No matter what we can do for them, no matter how much love we give and how happy we can make them, we can never erase their past.
Our sons are settled now, we bonded quickly and it's clear that they are attached and indeed happy with us. They love us, they love the new family that we are and they love their new lives. Of that I am sure, just as I am that they would not NOW choose to change it - not to go back to Mummy and Daddy or even the foster parents who they had grown to love, however that's got nothing to do with the trips away or any of the other 'spoiling' , that's all to do with the love we have smothered them with and the security we have built for them. Proper life long security - the first they have ever had.
I am sure that any young child - no matter how tough their life may be, given the choice of staying with their birth parents or swapping them for parents who can give what we can give will of course choose their own parents, no matter how bad their life was as a consequence. Had our boys been asked back then of course they would have chosen not to be removed from mummy and daddy regardless of what could have been promised to them.
So what if there was a magic wand, with the wondrous ability to turn back time and to make our children's lives with their birth parents all OK. Would we use it?

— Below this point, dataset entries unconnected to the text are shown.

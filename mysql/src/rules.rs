//! String column type resolution
//!
//! Decides, for one string field, whether MySQL gets `VARCHAR(n)` or a TEXT-family
//! type and whether that column can carry an unprefixed index. Resolution is total:
//! it never fails and never caps a requested length. Legality is checked separately
//! by [`validate_index_request`](crate::validate_index_request).

use ddlkit_types::mysql::ddl::FieldDescriptor;
use ddlkit_types::mysql::{DialectLimits, MySqlStringType, TextTier};

/// Outcome of resolving one string field
#[derive(Debug, Clone, Copy, PartialEq, Eq, Hash)]
pub struct ColumnTypeDecision {
    /// Column type to emit
    pub sql_type: MySqlStringType,
    /// Whether an index/unique constraint may target the column without a key prefix
    pub is_indexable: bool,
}

impl ColumnTypeDecision {
    /// SQL type text, e.g. `VARCHAR(255)` or `MEDIUMTEXT`
    #[must_use]
    pub fn sql_type_name(&self) -> String {
        self.sql_type.to_string()
    }
}

/// Resolve the column type of a string field.
///
/// Precedence:
/// 1. a length equal to a named TEXT threshold selects that tier, hint or not
/// 2. the unbounded-text hint selects `TEXT`
/// 3. any other explicit length becomes `VARCHAR(length)`, uncapped
/// 4. otherwise `VARCHAR(limits.default_string_length)`
///
/// # Examples
///
/// ```
/// use ddlkit_mysql::resolve_column_type;
/// use ddlkit_types::mysql::ddl::FieldDescriptor;
/// use ddlkit_types::mysql::{DialectLimits, MySqlStringType};
///
/// let decision = resolve_column_type(
///     &FieldDescriptor::new("value").length(256).unique(),
///     &DialectLimits::MYSQL,
/// );
/// assert_eq!(decision.sql_type, MySqlStringType::Varchar(256));
/// assert!(!decision.is_indexable);
/// ```
#[must_use]
pub fn resolve_column_type(
    descriptor: &FieldDescriptor,
    limits: &DialectLimits,
) -> ColumnTypeDecision {
    let tier = descriptor
        .explicit_length
        .and_then(|len| limits.tier_for_length(len));

    let sql_type = match (tier, descriptor.explicit_length) {
        (Some(tier), _) => MySqlStringType::Text(tier),
        _ if descriptor.unbounded_text => MySqlStringType::Text(TextTier::Regular),
        (None, Some(len)) => MySqlStringType::Varchar(len),
        (None, None) => MySqlStringType::Varchar(limits.default_string_length),
    };

    let is_indexable = match sql_type {
        MySqlStringType::Varchar(len) => limits.is_indexable_varchar(len),
        MySqlStringType::Text(_) => false,
    };

    ddlkit_core::ddlkit_trace_resolve!(descriptor.name, sql_type, is_indexable);

    ColumnTypeDecision {
        sql_type,
        is_indexable,
    }
}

Selfishly I instantly say NO - absolutely no chance, the thought of taking away the opportunity for the family we have been given, to deprive us of our amazing, beautiful, so very special sons - it's unthinkable.
But then I stop thinking about myself and consider only the boys and in fact the answer is then a very different one. If I had the ability to take away all the bad that they suffered, if I could repair the damage by making it never happen, if I could give them the happy life they so deserved from day one - then how could I not? How could I deprive them for my own selfishness?
So I guess I would wave that magic wand and suffer the unthinkable consequences on my life. Isn't that what parents do - put our children before ourselves?
However, if that wand is as good as I have presented it to be, it will also give the parents the ability to give the boys everything that we can and they will miss out on nothing. Hey it's my fairy tale, so I get to make the rules.
There is of course no magic wand and my goodness how we adoptive parents benefit from that. I guess it's not too selfish to be relieved that we are not in a fairy tale and maybe even to admit to being pleased about it. Regardless of the horrible reality that we have benefitted so greatly from our children's suffering.